Sunday, April 9, 2017

The Unconsoled

The Unconsoled was a very puzzling read for starters, but when I gave up trying to make any sense of it, I found it easier to follow.  There has always been a pattern I have found throughout an Ishiguro book where you are always left feeling anxious for the protagonist.  What this anxiety is about is not always clear like in this book, but it is there nevertheless.  Is this a signature trait?  I think it must be.  
As with any book I read I assume that the protagonist is the only sane one in the room... but I believe that in this book he, Mr. Ryder,  was the one that had some problems.  A quote from the back of the book:

"From the Booker Prize-winning author of The Remains of the Day and Never Let Me Go is an audacious novel that is at once a gripping psychological mystery, a wicked satire of the cult of art, and a poignant character study of a man whose public life has accelerated beyond control."

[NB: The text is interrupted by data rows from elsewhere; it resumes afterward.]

use super::Move;
use super::Position;
use super::Symbol;
use super::Violation;
use serde::Serialize;
use std::fmt::Display;
use std::fmt::Formatter;
use std::fmt::Result;

/// The 15x15 grid. A plain value: `apply` returns a new board and
/// leaves the prior snapshot addressable, which is what the broadcast
/// path and the search rely on.
#[derive(Debug, Clone, Copy, PartialEq, Eq, Serialize)]
pub struct Board([[Option<Symbol>; crate::SIZE]; crate::SIZE]);

impl Default for Board {
    fn default() -> Self {
        Self([[None; crate::SIZE]; crate::SIZE])
    }
}

impl Board {
    pub fn get(&self, position: Position) -> Option<Symbol> {
        self.0[position.row][position.col]
    }

    pub fn is_empty(&self, position: Position) -> bool {
        self.get(position).is_none()
    }

    pub fn is_full(&self) -> bool {
        self.0
            .iter()
            .all(|row| row.iter().all(|cell| cell.is_some()))
    }

    /// Count of placed stones, either side.
    pub fn stones(&self) -> usize {
        self.0
            .iter()
            .map(|row| row.iter().filter(|cell| cell.is_some()).count())
            .sum()
    }

    /// Gatekeeper for a proposed placement. Checks run cheapest first;
    /// turn and liveness come from the owning game.
    pub fn validate(
        &self,
        row: i32,
        col: i32,
        symbol: Symbol,
        turn: Symbol,
        active: bool,
    ) -> std::result::Result<Position, Violation> {
        if !active {
            return Err(Violation::NotActive);
        }
        if symbol != turn {
            return Err(Violation::NotYourTurn);
        }
        let position = Position::checked(row, col).ok_or(Violation::OutOfBounds)?;
        if !self.is_empty(position) {
            return Err(Violation::Occupied);
        }
        Ok(position)
    }

    /// New board with exactly one more stone. All prior cells carry over.
    pub fn apply(&self, mv: &Move) -> Board {
        let mut next = *self;
        next.0[mv.row][mv.col] = Some(mv.symbol);
        next
    }

    /// Direct placement for search make-moves and test setup.
    pub fn place(&self, position: Position, symbol: Symbol) -> Board {
        let mut next = *self;
        next.0[position.row][position.col] = Some(symbol);
        next
    }

    pub fn positions() -> impl Iterator<Item = Position> {
        (0..crate::SIZE)
            .flat_map(|row| (0..crate::SIZE).map(move |col| Position::new(row, col)))
    }

    pub fn empties(&self) -> impl Iterator<Item = Position> + '_ {
        Self::positions().filter(|p| self.is_empty(*p))
    }
}

impl Display for Board {
    fn fmt(&self, f: &mut Formatter) -> Result {
        for row in &self.0 {
            for cell in row {
                match cell {
                    Some(symbol) => write!(f, "{} ", symbol)?,
                    None => write!(f, ". ")?,
                }
            }
            writeln!(f)?;
        }
        Ok(())
    }
}
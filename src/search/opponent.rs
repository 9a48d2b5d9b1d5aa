use super::Cache;
use super::Decision;
use super::minimax;
use crate::board::Board;
use crate::board::Symbol;
use std::sync::Arc;
use std::time::Duration;

/// The seam between the orchestrator and whatever produces AI replies.
/// The orchestrator only ever talks to this trait; the in-process
/// searcher is injected at startup.
#[async_trait::async_trait]
pub trait Opponent: Send + Sync {
    /// Produce a reply for the given position. `number` is the move
    /// about to be played, 1-based.
    async fn decide(&self, board: Board, symbol: Symbol, number: u32) -> anyhow::Result<Decision>;

    /// Transposition entries currently held, for the status surface.
    fn cached(&self) -> usize;

    /// Reaper hook: shed the transposition cache if oversize.
    fn trim(&self);
}

/// Alpha-beta searcher with a shared transposition cache. The search
/// is CPU-bound and deadline-long, so it hops to a blocking thread
/// rather than stalling a request executor.
pub struct Searcher {
    cache: Arc<Cache>,
    deadline: Duration,
    depth: u8,
}

impl Searcher {
    pub fn new(deadline: Duration, depth: u8, ceiling: usize) -> Self {
        Self {
            cache: Arc::new(Cache::new(ceiling)),
            deadline,
            depth,
        }
    }
}

#[async_trait::async_trait]
impl Opponent for Searcher {
    async fn decide(&self, board: Board, symbol: Symbol, number: u32) -> anyhow::Result<Decision> {
        let cache = self.cache.clone();
        let deadline = self.deadline;
        let depth = self.depth;
        tokio::task::spawn_blocking(move || {
            minimax::best_move(&board, symbol, number, &cache, deadline, depth)
        })
        .await?
    }

    fn cached(&self) -> usize {
        self.cache.len()
    }

    fn trim(&self) {
        self.cache.trim();
    }
}

#[cfg(test)]
mod tests {
    use super::*;
    use crate::board::Position;

    #[tokio::test]
    async fn searcher_answers_and_fills_its_cache() {
        let searcher = Searcher::new(Duration::from_millis(200), 2, 1024);
        let board = Board::default()
            .place(Position::new(7, 7), Symbol::X)
            .place(Position::new(6, 6), Symbol::O)
            .place(Position::new(8, 8), Symbol::X);
        // past the book, this goes through the full search path
        let mut board = board;
        let mut turn = Symbol::O;
        for number in 9..=12u32 {
            let decision = searcher
                .decide(board, turn, number)
                .await
                .expect("playable board");
            assert!(board.is_empty(decision.position));
            board = board.place(decision.position, turn);
            turn = turn.opponent();
        }
        assert!(searcher.cached() > 0);
        searcher.trim();
    }
}
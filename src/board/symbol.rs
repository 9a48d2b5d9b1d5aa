use serde::Deserialize;
use serde::Serialize;
use std::fmt::Display;
use std::fmt::Formatter;
use std::fmt::Result;

/// Stone variants. X and O are the live two-player set; T and S exist
/// for the dormant multi-party room kind and are never assigned by any
/// reachable entry point.
#[derive(Debug, Clone, Copy, PartialEq, Eq, Hash, Serialize, Deserialize)]
pub enum Symbol {
    X,
    O,
    T,
    S,
}

impl Symbol {
    /// The adversary in a two-player game. T and S pair with each other
    /// so the mapping stays total.
    pub fn opponent(&self) -> Symbol {
        match self {
            Symbol::X => Symbol::O,
            Symbol::O => Symbol::X,
            Symbol::T => Symbol::S,
            Symbol::S => Symbol::T,
        }
    }

    pub fn index(&self) -> usize {
        match self {
            Symbol::X => 0,
            Symbol::O => 1,
            Symbol::T => 2,
            Symbol::S => 3,
        }
    }
}

impl Display for Symbol {
    fn fmt(&self, f: &mut Formatter) -> Result {
        match self {
            Symbol::X => write!(f, "X"),
            Symbol::O => write!(f, "O"),
            Symbol::T => write!(f, "T"),
            Symbol::S => write!(f, "S"),
        }
    }
}

impl TryFrom<&str> for Symbol {
    type Error = String;
    fn try_from(s: &str) -> std::result::Result<Self, Self::Error> {
        match s {
            "X" => Ok(Symbol::X),
            "O" => Ok(Symbol::O),
            "T" => Ok(Symbol::T),
            "S" => Ok(Symbol::S),
            other => Err(format!("unknown symbol: {}", other)),
        }
    }
}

Frankly, I felt really daft while reading the book because while I saw these traits the quote spoke of, it didn't really explain to me why this book was so disjointed.  Why this town that Mr. Ryder was visiting was so freakingly full of odd, self-involved characters and inconsistencies.  Was this a town of nutballs?  It really seemed that way.  There is no help from beginning to end to give you a clue either except there is a part in the book close to the end when Mr. Ryder, is faced with an impenetrable wall and his feelings, his frustrations are expressed in a way that make you realize that it is he that is walled in and he cannot get out, and that the confusion of everything previous stems from him not from everyone else (they are still odd, self-involved characters which want something from Mr. Ryder and I got the mental picture of him being pulled in many different directions but not really being aware of it).
I think that when you understand that, it all clicks into place.    But that is all I think I can say about the book, except that when I read it again (and I will!) I will have a new perspective to help me see what was so baffling before.
So, even when it's not making sense, Kazuo Ishiguro's writing is a force to revel in, to embrace, because he reaches a level of consciousness inside me that nothing else does, not even myself.  After reading just four of his books I am amazed at how he draws me in and doesn't let me go until the end.